The Calabar Arts-Crafts and Cultural Village came alive last Wednesday as two socio-cultural groups – Nka Okpoho and Nka Asian, came together to celebrate their cultural heritage, at the Calabar Arts-Crafts and Cultural Village, Cultural Centre, Calabar.
The Commissioner for Culture and Tourism Development and a member of Nka Okpoho, Mr. Eric Anderson said that despite the Carnival Calabar not holding in the year 2020 due to the pandemic, people should still have something tangible and intangible, which is culture, to hold on to.
In his response to how people are taking the news about the annual Carnival Calabar and Festival not holding, Mr. Anderson said, that it is better for these events not to hold and for everyone to be in good health to be able to celebrate again after the world is done fighting the virus, than holding it and spreading the virus.
Also reacting to the fact that the Carnival will not be holding, the Executive Secretary, Cross River State Carnival Commission, Hon. Austin Cobham, said that patience and understanding is what everyone needs in such times as governments worldwide are putting safety first and Cross River State is not an exception.

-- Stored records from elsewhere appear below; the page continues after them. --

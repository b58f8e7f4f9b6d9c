//! Accumulator for update-many commands.
//!
//! Updates are grouped per operator. Adding to an operator that was already
//! used appends to its batch instead of creating a second entry, and the order
//! in which operators were first used is preserved.
//!
//! ```ignore
//! use docshape::{operator, update::UpdateManyBuilder};
//!
//! let builder = UpdateManyBuilder::new();
//! builder
//!     .add(operator::SET, [("name", "Asari".into())])
//!     .add(operator::MUL, [("count", 2.into())])
//!     .add(operator::SET, [("email", "asari@example.com".into())]);
//!
//! // { "$set": { "name": "Asari", "email": "asari@example.com" }, "$mul": { "count": 2 } }
//! let update = builder.to_document();
//! ```

use bson::{Bson, Document};
use std::sync::{Mutex, MutexGuard};
use tracing::warn;

/// A `(field, value)` update operation.
pub type FieldUpdate = (String, Bson);

/// Ordered mapping of operator token to its ordered field updates.
pub type UpdateOperations = Vec<(String, Vec<FieldUpdate>)>;

/// Lock-protected accumulator for update-many operations.
///
/// `add` may be called concurrently from several threads on a shared instance.
#[derive(Debug, Default)]
pub struct UpdateManyBuilder {
    operations: Mutex<UpdateOperations>,
}

impl UpdateManyBuilder {
    pub fn new() -> Self {
        Self::default()
    }

    /// Adds field updates under `operator`.
    ///
    /// Calling this with no updates is ignored.
    pub fn add<I, F>(&self, operator: &str, updates: I) -> &Self
    where
        I: IntoIterator<Item = (F, Bson)>,
        F: Into<String>,
    {
        let mut updates = updates
            .into_iter()
            .map(|(field, value)| (field.into(), value))
            .collect::<Vec<FieldUpdate>>();

        if updates.is_empty() {
            warn!(operator, "update builder called with zero fields, ignoring");
            return self;
        }

        let mut operations = self.lock();

        match operations.iter_mut().find(|(key, _)| key == operator) {
            Some((_, existing)) => existing.append(&mut updates),
            None => operations.push((operator.to_string(), updates)),
        }

        self
    }

    /// Returns a snapshot of the accumulated operations in first-use order.
    pub fn get(&self) -> UpdateOperations {
        self.lock().clone()
    }

    /// Returns `true` if at least one operator entry exists.
    pub fn has_values(&self) -> bool {
        !self.lock().is_empty()
    }

    /// Renders the accumulated operations as an update document.
    ///
    /// A field repeated under the same operator keeps its last value.
    pub fn to_document(&self) -> Document {
        self.lock()
            .iter()
            .map(|(operator, updates)| {
                (
                    operator.clone(),
                    Bson::Document(updates.iter().cloned().collect()),
                )
            })
            .collect()
    }

    fn lock(&self) -> MutexGuard<'_, UpdateOperations> {
        // A poisoned lock still holds consistent data: every mutation is a single push/append.
        self.operations
            .lock()
            .unwrap_or_else(|poisoned| poisoned.into_inner())
    }
}

#[cfg(test)]
mod tests {
    use super::*;
    use crate::operator;
    use bson::doc;
    use std::{sync::Arc, thread};

    #[test]
    fn add_get_has_values() {
        let b = UpdateManyBuilder::new();
        assert!(!b.has_values());

        b.add(operator::SET, Vec::<(String, Bson)>::new());
        assert_eq!(b.get().len(), 0);

        b.add(operator::SET, [("name", Bson::from("asari")), ("score", Bson::from(500))])
            .add(operator::UNSET, [("email", Bson::from("asari@example.com"))])
            .add(operator::MUL, [("count", Bson::from(2))]);

        let ops = b.get();
        assert_eq!(ops.len(), 3);
        assert_eq!(ops[0].1.len(), 2);
        assert_eq!(ops[1].1.len(), 1);
        assert_eq!(ops[2].1.len(), 1);
        assert!(b.has_values());
    }

    #[test]
    fn repeated_operator_merges_into_first_entry() {
        let b = UpdateManyBuilder::new();
        b.add(operator::SET, [("name", Bson::from("Asari"))])
            .add(operator::MUL, [("count", Bson::from(2))])
            .add(operator::SET, [("email", Bson::from("asari@example.com"))]);

        let ops = b.get();
        assert_eq!(ops.len(), 2);
        assert_eq!(ops[0].0, "$set");
        assert_eq!(ops[0].1[0].0, "name");
        assert_eq!(ops[0].1[1].0, "email");
        assert_eq!(ops[1].0, "$mul");

        assert_eq!(
            b.to_document(),
            doc! {
                "$set": { "name": "Asari", "email": "asari@example.com" },
                "$mul": { "count": 2 },
            }
        );
    }

    #[test]
    fn concurrent_adds_are_serialized() {
        let b = Arc::new(UpdateManyBuilder::new());

        let handles = (0..8)
            .map(|i| {
                let b = Arc::clone(&b);
                thread::spawn(move || {
                    b.add(operator::SET, [(format!("field_{i}"), Bson::from(i))]);
                    b.add(operator::INC, [(format!("counter_{i}"), Bson::from(1))]);
                })
            })
            .collect::<Vec<_>>();

        for handle in handles {
            handle.join().unwrap();
        }

        let ops = b.get();
        assert_eq!(ops.len(), 2);
        assert_eq!(ops.iter().map(|(_, u)| u.len()).sum::<usize>(), 16);
    }
}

Commending the creation of the Calabar Arts-Crafts and Cultural Village and the Nka Okpoho and Nka Asian cultural celebration, the Executive Secretary reiterated that culture and tradition has been before civilization and colonization and as such anyone or group of people that decide to cling to foreign cultural imports by neglecting their cultural heritage will lose their future.
“Our organic African culture is not evil as pictured. The truth is that culture is also evolving. The way culture and tradition was practiced years ago is not the same today and it would definitely change in the future. So we need to hold on to our languages, dances, dressing and everything else that gives us our identity.” He added.
Comprising of men and women, of the Efik, Efut and Qua stock, Nka Okpoho and Nka Asian, which means “Wealthy Age Grade and Exhibitionist Age Grade”, entertained with masquerade displays, folklores, songs and dances, that tell the story of the Efik people.